Anyone who has tried to enforce an arbitration clause in a resident admission agreement in Virginia courts knows that they frequently allow residents to avoid arbitration. In addition, the Virginia Medical Malpractice Act allows plaintiffs in cases involving skilled nursing facilities to opt out of arbitration clauses.

However, in a landmark decision earlier this year from the Wythe County Circuit Court, the tide changed in favor of skilled nursing facility operators. The court held that the opt-out right granted by Virginia statute cannot be upheld because it is in violation of the Federal Arbitration Act (FAA). Prior to being raised by Nancy Reynolds of LeClairRyan in Carleen D. Harmon vs. Birdmont Health Care, that argument has not been asserted in any reported case in Virginia. The court, ruling in Reynolds' favor, held that the FAA preempts the opt-out statute. Specifically, the court stated that when a state law prohibits outright arbitration of a particular type of claim, it is preempted by the FAA. Thus, plaintiffs cannot opt out of an arbitration clause in a resident admission agreement using Sec. 8.01-581.12 of the Virginia Code.
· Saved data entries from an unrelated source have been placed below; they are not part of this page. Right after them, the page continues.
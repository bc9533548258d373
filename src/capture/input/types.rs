use crate::action::{MouseButton, Position};
use std::time::Instant;

/// A key reported by an input source
#[derive(Debug, Clone, PartialEq, Eq)]
pub enum Key {
    /// A key that produced printable text
    Char(char),
    /// Any other key (modifiers, navigation, function keys, ...)
    Special(String),
}

/// Payload of a raw input event. Positions are already normalized by the
/// source using the screen size at the moment of observation.
#[derive(Debug, Clone, PartialEq)]
pub enum InputKind {
    KeyDown(Key),
    Button {
        button: MouseButton,
        pressed: bool,
        position: Position,
    },
    Wheel {
        position: Position,
        delta_y: i64,
    },
    Move {
        position: Position,
    },
}

/// A raw input event with the wall-clock instant it was observed
#[derive(Debug, Clone, PartialEq)]
pub struct InputEvent {
    pub kind: InputKind,
    pub at: Instant,
}

impl InputEvent {
    pub fn new(kind: InputKind, at: Instant) -> Self {
        Self { kind, at }
    }

    /// Event observed now
    pub fn now(kind: InputKind) -> Self {
        Self::new(kind, Instant::now())
    }
}

/// Receiver of raw input events. Implemented by the event aggregator.
pub trait InputHandler: Send + Sync {
    fn handle(&self, event: InputEvent);
}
The Wythe County Circuit Court, ruling in the favor of the skilled nursing facility, also upheld the arbitration clause because the resident signed the agreement and he was not suffering from any debilitating mental conditions. Traditionally, resident admission agreements contain signature lines for the resident and a responsible party. The Supreme Court of Virginia has held that no party to a dispute can be compelled to arbitrate without its agreement.
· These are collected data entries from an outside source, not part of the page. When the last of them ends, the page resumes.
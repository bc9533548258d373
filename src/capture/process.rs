//! Capture process launching
//!
//! The screen capture process is an external program. A [`CaptureLauncher`]
//! only builds its command line; the capture monitor owns spawning, the
//! standard streams, and shutdown.

use crate::config::RecorderConfig;
use crate::recorder::channel::{RecordingError, RecordingResult};
use std::path::Path;
use std::process::Command;
use std::sync::OnceLock;

/// Builds the capture command for a session's video path
pub trait CaptureLauncher: Send + Sync {
    fn command(&self, video_path: &Path) -> RecordingResult<Command>;
}

impl<F> CaptureLauncher for F
where
    F: Fn(&Path) -> Command + Send + Sync,
{
    fn command(&self, video_path: &Path) -> RecordingResult<Command> {
        Ok(self(video_path))
    }
}

/// Screen capture through ffmpeg's platform grab devices
#[derive(Debug, Clone)]
pub struct FfmpegLauncher {
    ffmpeg_path: String,
    framerate: u32,
    output_height: u32,
    /// avfoundation screen device index; discovered on first use when unset
    screen_device: Option<String>,
    discovered_device: OnceLock<String>,
}

impl FfmpegLauncher {
    pub fn new(ffmpeg_path: impl Into<String>, framerate: u32, output_height: u32) -> Self {
        Self {
            ffmpeg_path: ffmpeg_path.into(),
            framerate,
            output_height,
            screen_device: None,
            discovered_device: OnceLock::new(),
        }
    }

    pub fn from_config(config: &RecorderConfig) -> Self {
        Self::new(
            config.ffmpeg_path.clone(),
            config.framerate,
            config.output_height,
        )
    }

    pub fn with_screen_device(mut self, device: impl Into<String>) -> Self {
        self.screen_device = Some(device.into());
        self
    }

    /// Check that the ffmpeg binary can be executed
    pub fn check_available(&self) -> RecordingResult<()> {
        match Command::new(&self.ffmpeg_path).arg("-version").output() {
            Ok(output) if output.status.success() => Ok(()),
            _ => Err(RecordingError::ConfigurationError(format!(
                "FFmpeg not found at '{}'. Please install FFmpeg.",
                self.ffmpeg_path
            ))),
        }
    }

    /// Arguments after the program name
    pub fn args(&self, video_path: &Path) -> RecordingResult<Vec<String>> {
        let framerate = self.framerate.to_string();
        let scale = format!("scale=-1:{}", self.output_height);
        let mut args: Vec<String> = vec!["-f".into(), grab_format().into()];
        args.extend(["-framerate".into(), framerate.clone()]);
        args.extend(self.input_args()?);
        args.extend(["-vf".into(), scale]);
        args.extend(["-vcodec".into(), video_codec().into()]);
        args.extend(["-r".into(), framerate]);
        args.extend(["-crf".into(), "30".into(), "-preset".into(), "ultrafast".into()]);
        args.push("-y".into());
        args.push(video_path.to_string_lossy().to_string());
        Ok(args)
    }

    #[cfg(target_os = "windows")]
    fn input_args(&self) -> RecordingResult<Vec<String>> {
        Ok(vec!["-i".into(), "desktop".into()])
    }

    #[cfg(target_os = "macos")]
    fn input_args(&self) -> RecordingResult<Vec<String>> {
        let device = self.resolve_device(|| self.discover_screen_device())?;
        Ok(vec![
            "-capture_cursor".into(),
            "1".into(),
            "-i".into(),
            device,
        ])
    }

    #[cfg(not(any(target_os = "windows", target_os = "macos")))]
    fn input_args(&self) -> RecordingResult<Vec<String>> {
        let display = self
            .screen_device
            .clone()
            .unwrap_or_else(|| ":0.0".to_string());
        Ok(vec![
            "-capture_cursor".into(),
            "1".into(),
            "-i".into(),
            display,
        ])
    }

    /// Configured device, else the one found by the first successful
    /// `discover` call of this launcher
    #[cfg_attr(not(target_os = "macos"), allow(dead_code))]
    fn resolve_device<F>(&self, discover: F) -> RecordingResult<String>
    where
        F: FnOnce() -> RecordingResult<String>,
    {
        if let Some(device) = &self.screen_device {
            return Ok(device.clone());
        }
        if let Some(device) = self.discovered_device.get() {
            return Ok(device.clone());
        }
        let device = discover()?;
        Ok(self.discovered_device.get_or_init(|| device).clone())
    }

    #[cfg(target_os = "macos")]
    fn discover_screen_device(&self) -> RecordingResult<String> {
        let output = Command::new(&self.ffmpeg_path)
            .args(["-f", "avfoundation", "-list_devices", "true", "-i", "\"\""])
            .output()?;
        // ffmpeg prints the device list on stderr and exits non-zero
        let listing = String::from_utf8_lossy(&output.stderr);
        let device = parse_screen_device(&listing).ok_or_else(|| {
            RecordingError::ConfigurationError("No screen capture device found".to_string())
        })?;
        tracing::info!("Screen capture device found: {}", device);
        Ok(device)
    }
}

impl CaptureLauncher for FfmpegLauncher {
    fn command(&self, video_path: &Path) -> RecordingResult<Command> {
        let mut command = Command::new(&self.ffmpeg_path);
        command.args(self.args(video_path)?);
        Ok(command)
    }
}

#[cfg(target_os = "windows")]
fn grab_format() -> &'static str {
    "gdigrab"
}

#[cfg(target_os = "macos")]
fn grab_format() -> &'static str {
    "avfoundation"
}

#[cfg(not(any(target_os = "windows", target_os = "macos")))]
fn grab_format() -> &'static str {
    "x11grab"
}

#[cfg(target_os = "macos")]
fn video_codec() -> &'static str {
    "h264_videotoolbox"
}

#[cfg(not(target_os = "macos"))]
fn video_codec() -> &'static str {
    "libx264"
}

/// Pick the screen device index out of an avfoundation device listing, e.g.
/// `[AVFoundation indev @ 0x7f8] [3] Capture screen 0` gives `3`.
pub fn parse_screen_device(listing: &str) -> Option<String> {
    listing
        .lines()
        .filter(|line| line.contains("Capture screen"))
        .find_map(|line| bracketed(line).nth(1).map(str::to_string))
}

fn bracketed(line: &str) -> impl Iterator<Item = &str> {
    line.split('[')
        .skip(1)
        .filter_map(|segment| segment.split_once(']').map(|(inner, _)| inner))
}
Virginia trial courts have used that holding to nullify arbitration clauses in resident admission agreements by focusing on who signs the agreements. If a "responsible party" signs, but is not appointed by a court as a responsible party or is not made an attorney-in-fact by a power of attorney executed when the resident was lucid, the arbitration clause has not been upheld. Further, if the "responsible party" signs the agreement on the responsible party line and not on the resident line as well, then he has only signed for himself as the responsible party and not for the resident, making the resident's negligence claims not subject to the arbitration clause.
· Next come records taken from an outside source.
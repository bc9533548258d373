//! Event aggregation
//!
//! The [`EventAggregator`] is the single owner of a session's action log. Raw
//! input events from any listener thread are serialized through one lock,
//! routed to the keyboard/scroll coalescers or the gesture classifier, and the
//! resulting actions are appended in the order they were finalized.

pub mod coalescer;
pub mod gesture;
pub mod timer;

pub use coalescer::{KeyboardBuffer, ScrollBurst};
pub use gesture::GestureClassifier;
pub use timer::DeferredFlush;

use crate::action::{Action, ActionLog, MouseButton, Position};
use crate::capture::input::types::{InputEvent, InputHandler, InputKind, Key};
use crate::clock::Epoch;
use parking_lot::Mutex as ParkingMutex;
use std::sync::{Arc, Weak};
use std::time::{Duration, Instant};

/// Coalescing and sampling thresholds
#[derive(Debug, Clone, PartialEq)]
pub struct AggregatorConfig {
    /// Keyboard burst ends after this much silence
    pub keyboard_idle: Duration,
    /// Scroll burst ends after this much silence
    pub scroll_flush_delay: Duration,
    /// Press/release distance (normalized, either axis) above which a click becomes a drag
    pub drag_threshold: f64,
    /// Distance from the scroll anchor (normalized, either axis) that starts a new burst
    pub scroll_anchor_threshold: f64,
    pub record_mouse_moves: bool,
    /// Minimum spacing between logged mouse moves; zero logs every move
    pub mouse_move_interval: Duration,
}

impl Default for AggregatorConfig {
    fn default() -> Self {
        Self {
            keyboard_idle: Duration::from_secs(5),
            scroll_flush_delay: Duration::from_millis(500),
            drag_threshold: 0.01,
            scroll_anchor_threshold: 0.01,
            record_mouse_moves: true,
            mouse_move_interval: Duration::ZERO,
        }
    }
}

#[derive(Debug)]
struct AggregatorState {
    log: ActionLog,
    keyboard: KeyboardBuffer,
    scroll: ScrollBurst,
    gestures: GestureClassifier,
    last_time: f64,
    last_move_at: Option<Instant>,
    closed: bool,
}

impl AggregatorState {
    fn new(config: &AggregatorConfig) -> Self {
        Self {
            log: ActionLog::new(),
            keyboard: KeyboardBuffer::new(),
            scroll: ScrollBurst::new(),
            gestures: GestureClassifier::new(config.drag_threshold),
            last_time: 0.0,
            last_move_at: None,
            closed: false,
        }
    }

    fn emit(&mut self, action: Option<Action>) -> bool {
        match action {
            Some(action) => {
                self.log.push(action);
                true
            }
            None => false,
        }
    }

    fn observe(&mut self, time: f64) {
        if time > self.last_time {
            self.last_time = time;
        }
    }

    /// Lazy idle checks run ahead of every incoming event. `time` is the
    /// relative time of `now` and ends whatever is flushed.
    fn flush_idle(&mut self, now: Instant, time: f64, config: &AggregatorConfig) -> usize {
        let keyboard = self.keyboard.flush_if_idle(now, config.keyboard_idle, time);
        let scroll = self
            .scroll
            .flush_if_stale(now, config.scroll_flush_delay, time);
        self.emit_in_start_order(keyboard, scroll)
    }

    /// Unconditional flush of both bursts, ending at `time`
    fn flush_bursts(&mut self, time: f64) -> usize {
        let keyboard = self.keyboard.flush(time);
        let scroll = self.scroll.flush(time);
        self.emit_in_start_order(keyboard, scroll)
    }

    fn emit_in_start_order(&mut self, a: Option<Action>, b: Option<Action>) -> usize {
        let swap = matches!((&a, &b), (Some(x), Some(y)) if y.start_time() < x.start_time());
        let (first, second) = if swap { (b, a) } else { (a, b) };
        usize::from(self.emit(first)) + usize::from(self.emit(second))
    }
}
In the Wythe County case, there was no "responsible party" issue. The resident, who signed the agreement, had no evidence of mental incapacity. The court held that the plaintiff's claim -- a survivor's wrongful death claim -- is subject to the arbitration clause in the resident admission agreement signed by the deceased resident. As a result, the plaintiff's claim had to be resolved by arbitration, not by the courts.